James Cameron’s statement:


#3

14 hrs of deco for a couple minutes of insanely dark, insanely cold stress that ought to kill your body? No.


#4

Challenge accepted? He already beat this back in 1989, with the help of Ed Harris. No challenge at all.


#5

All joking aside, how do you withstand 30 atmospheres of pressure without a hardsuit? That’s 441 pounds per square inch!

They show Mr. Gabr with the lower half of his face uncovered. Assuming about five inches by five inches of uncovered skin, at that pressure, it’s like having five and a half tons sitting on your chin. That’s the combined weight of several commuter cars.

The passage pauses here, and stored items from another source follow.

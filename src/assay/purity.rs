use crate::model::report::{Inconclusive, Purity, PurityResult};
use crate::model::specimen::Specimen;
use crate::model::units::{
    DENSITY_TOLERANCE_G_CM3, GOLD_DENSITY_G_CM3, KARATS_PER_PURITY_PERCENT,
};

/// Resolves the composition of a measured item under the binary gold/impurity
/// model.
///
/// The resolution is conclusive exactly when the item has a positive mass and
/// its density passes the [`Specimen::is_density_valid`] gate; otherwise the
/// matching [`Inconclusive`] reason is returned. A density within the
/// measurement tolerance of pure gold short-circuits to a 24-karat result.
/// Everything else goes through the additive-volume mixing rule:
///
/// ```text
/// object_volume      = total_mass / density
/// volume_fraction_au = (density - impurity_density) / (19.32 - impurity_density)
/// pure_gold_mass     = volume_fraction_au * object_volume * 19.32
/// ```
///
/// The raw mixing output is clamped into `[0, total_mass]`: the tolerance
/// band admits densities marginally outside the physical mixing interval,
/// where the unclamped rule would report a negative gold content or more gold
/// than metal.
pub fn resolve_purity(specimen: &Specimen) -> PurityResult {
    if specimen.density_g_cm3 <= 0.0 {
        return PurityResult::Inconclusive(Inconclusive::DensityUnset);
    }
    if !specimen.has_mass() {
        return PurityResult::Inconclusive(Inconclusive::MassUnset);
    }
    if !specimen.impurity.has_usable_density() {
        return PurityResult::Inconclusive(Inconclusive::ImpurityUnusable {
            density_g_cm3: specimen.impurity.density_g_cm3,
        });
    }
    let (lower, upper) = specimen.density_bounds();
    if specimen.density_g_cm3 < lower || specimen.density_g_cm3 > upper {
        return PurityResult::Inconclusive(Inconclusive::DensityOutOfRange {
            density_g_cm3: specimen.density_g_cm3,
            lower_g_cm3: lower,
            upper_g_cm3: upper,
        });
    }

    let pure_gold_mass_g =
        if (specimen.density_g_cm3 - GOLD_DENSITY_G_CM3).abs() < DENSITY_TOLERANCE_G_CM3 {
            // Within scale noise of pure gold the mixing rule only amplifies
            // that noise, so the whole mass is credited as gold.
            specimen.total_mass_g
        } else {
            volume_route_pure_gold(specimen).clamp(0.0, specimen.total_mass_g)
        };

    let purity_percent = 100.0 * pure_gold_mass_g / specimen.total_mass_g;
    PurityResult::Conclusive(Purity {
        purity_percent,
        karats: purity_percent * KARATS_PER_PURITY_PERCENT,
        pure_gold_mass_g,
    })
}

fn volume_route_pure_gold(specimen: &Specimen) -> f64 {
    let object_volume = specimen.volume_cm3();
    let volume_fraction_gold = (specimen.density_g_cm3 - specimen.impurity.density_g_cm3)
        / (GOLD_DENSITY_G_CM3 - specimen.impurity.density_g_cm3);
    volume_fraction_gold * object_volume * GOLD_DENSITY_G_CM3
}

#[cfg(test)]
mod tests {
    use super::*;
    use crate::model::metal::Metal;
    use proptest::prelude::*;

    fn approx_eq(a: f64, b: f64, eps: f64) -> bool {
        (a - b).abs() <= eps
    }

    fn copper() -> Metal {
        Metal::new("copper", 8.96)
    }

    fn with_copper(mass_g: f64, density: f64) -> Specimen {
        Specimen::new(mass_g, density, copper())
    }

    /// Same mixing rule written through reciprocal densities. Algebraically
    /// identical to the volume route but a different floating-point path.
    fn mass_fraction_route(specimen: &Specimen) -> f64 {
        let d = specimen.density_g_cm3;
        let imp = specimen.impurity.density_g_cm3;
        let mass_fraction =
            (1.0 / d - 1.0 / imp) / (1.0 / GOLD_DENSITY_G_CM3 - 1.0 / imp);
        specimen.total_mass_g * mass_fraction
    }

    #[test]
    fn pure_gold_shortcut_within_tolerance() {
        for density in [19.28, 19.30, 19.32, 19.36] {
            let r = resolve_purity(&with_copper(50.0, density));
            let p = r.conclusive().expect("should be conclusive");
            assert_eq!(p.purity_percent, 100.0);
            assert_eq!(p.karats, 24.0);
            assert_eq!(p.pure_gold_mass_g, 50.0);
        }
    }

    #[test]
    fn pure_gold_shortcut_for_any_impurity() {
        for imp in [
            Metal::new("copper", 8.96),
            Metal::new("silver", 10.49),
            Metal::new("platinum", 21.45),
        ] {
            let r = resolve_purity(&Specimen::new(12.5, 19.32, imp));
            assert_eq!(r.karats(), 24.0);
            assert_eq!(r.pure_gold_mass_g(), 12.5);
        }
    }

    #[test]
    fn buoyancy_regression_case() {
        // 19 g dry, 18 g submerged: density exactly 19.0 against copper.
        let r = resolve_purity(&with_copper(19.0, 19.0));
        let p = r.conclusive().expect("should be conclusive");
        assert!(approx_eq(p.pure_gold_mass_g, 18.7232432, 1e-6));
        assert!(approx_eq(p.purity_percent, 98.5433855, 1e-6));
        assert!(approx_eq(p.karats, 23.6504125, 1e-6));
    }

    #[test]
    fn eighteen_karat_mixture_recovers_karat() {
        // 75 g gold + 25 g copper under ideal volume additivity.
        let density = 100.0 / (75.0 / 19.32 + 25.0 / 8.96);
        let r = resolve_purity(&with_copper(100.0, density));
        let p = r.conclusive().expect("should be conclusive");
        assert!(approx_eq(p.karats, 18.0, 1e-9));
        assert!(approx_eq(p.pure_gold_mass_g, 75.0, 1e-9));
    }

    #[test]
    fn karats_are_rescaled_purity() {
        let r = resolve_purity(&with_copper(19.0, 19.0));
        let p = r.conclusive().expect("should be conclusive");
        assert_eq!(p.karats, p.purity_percent * KARATS_PER_PURITY_PERCENT);
    }

    #[test]
    fn density_unset_reason() {
        let r = resolve_purity(&with_copper(10.0, 0.0));
        assert!(matches!(
            r,
            PurityResult::Inconclusive(Inconclusive::DensityUnset)
        ));
        assert_eq!(r.karats(), 0.0);
    }

    #[test]
    fn mass_unset_reason() {
        let r = resolve_purity(&with_copper(0.0, 15.0));
        assert!(matches!(
            r,
            PurityResult::Inconclusive(Inconclusive::MassUnset)
        ));
    }

    #[test]
    fn impurity_unusable_reason() {
        let s = Specimen::new(10.0, 15.0, Metal::new("void", -1.0));
        assert!(matches!(
            resolve_purity(&s),
            PurityResult::Inconclusive(Inconclusive::ImpurityUnusable { .. })
        ));
    }

    #[test]
    fn out_of_range_reason_carries_bounds() {
        let r = resolve_purity(&with_copper(10.0, 25.0));
        match r {
            PurityResult::Inconclusive(Inconclusive::DensityOutOfRange {
                density_g_cm3,
                lower_g_cm3,
                upper_g_cm3,
            }) => {
                assert_eq!(density_g_cm3, 25.0);
                assert!(approx_eq(lower_g_cm3, 8.91, 1e-12));
                assert!(approx_eq(upper_g_cm3, 19.37, 1e-12));
            }
            other => panic!("expected out-of-range, got {:?}", other),
        }
    }

    #[test]
    fn upper_tolerance_corner_clamps_to_full_mass() {
        // 19.37 passes the gate but misses the shortcut; the raw mixing rule
        // would credit more gold than there is metal.
        let r = resolve_purity(&with_copper(40.0, 19.37));
        let p = r.conclusive().expect("should be conclusive");
        assert_eq!(p.pure_gold_mass_g, 40.0);
        assert_eq!(p.purity_percent, 100.0);
        assert_eq!(p.karats, 24.0);
    }

    #[test]
    fn lower_tolerance_corner_clamps_to_zero() {
        // 8.91 is marginally below copper itself; raw result would be negative.
        let r = resolve_purity(&with_copper(40.0, 8.91));
        let p = r.conclusive().expect("should be conclusive");
        assert_eq!(p.pure_gold_mass_g, 0.0);
        assert_eq!(p.purity_percent, 0.0);
        assert_eq!(p.karats, 0.0);
        assert!(r.is_conclusive());
    }

    proptest! {
        // Both mixing-rule spellings agree away from the clamped corners.
        #[test]
        fn volume_and_mass_fraction_routes_agree(
            density in 9.0_f64..19.2,
            mass in 0.1_f64..5_000.0,
        ) {
            let s = with_copper(mass, density);
            let volume_route = volume_route_pure_gold(&s);
            let mass_route = mass_fraction_route(&s);
            let tol = 1e-9 * volume_route.abs().max(1.0);
            prop_assert!((volume_route - mass_route).abs() <= tol);
        }

        // Every conclusive result stays inside the published ranges.
        #[test]
        fn conclusive_results_are_bounded(
            density in 8.91_f64..=19.37,
            mass in 0.001_f64..10_000.0,
        ) {
            let r = resolve_purity(&with_copper(mass, density));
            let p = r.conclusive().expect("in-gate density must conclude");
            prop_assert!(p.purity_percent >= 0.0);
            prop_assert!(p.purity_percent <= 100.0);
            prop_assert!(p.pure_gold_mass_g >= 0.0);
            prop_assert!(p.pure_gold_mass_g <= mass);
            prop_assert!(p.karats >= 0.0 && p.karats <= 24.0);
            prop_assert_eq!(p.karats, p.purity_percent * KARATS_PER_PURITY_PERCENT);
        }
    }
}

I guess it’s the fact that the water is compressing his body from all directions, equalizing the force on any one part of the body?


#6

I’ve been to around 200 ft (as deep as is considered safe on normal air). We went for a reason though: the growth down there was wonderfully Suessian with giant delicate plants unscathed by ocean storms.

This, this is purely about living to tell about it. Respect.


#7

This will need to be updated.


#8

That’s what protects the bones, the non-bone parts of the human body are 90% water, which isn’t compressible is other big part.


#9

And the gas* you’re breathing expands to fill lungs, etc so that provides some small support for your internal spaces too. It’s extremely nifty that we can even survive past 30 metres.

Edit: It should be noted that having compressed lungs and internal cavities does not stop free-drivers from hitting some frankly mad depths (Current record on a breath-hold is just over 700 feet) and returning safely.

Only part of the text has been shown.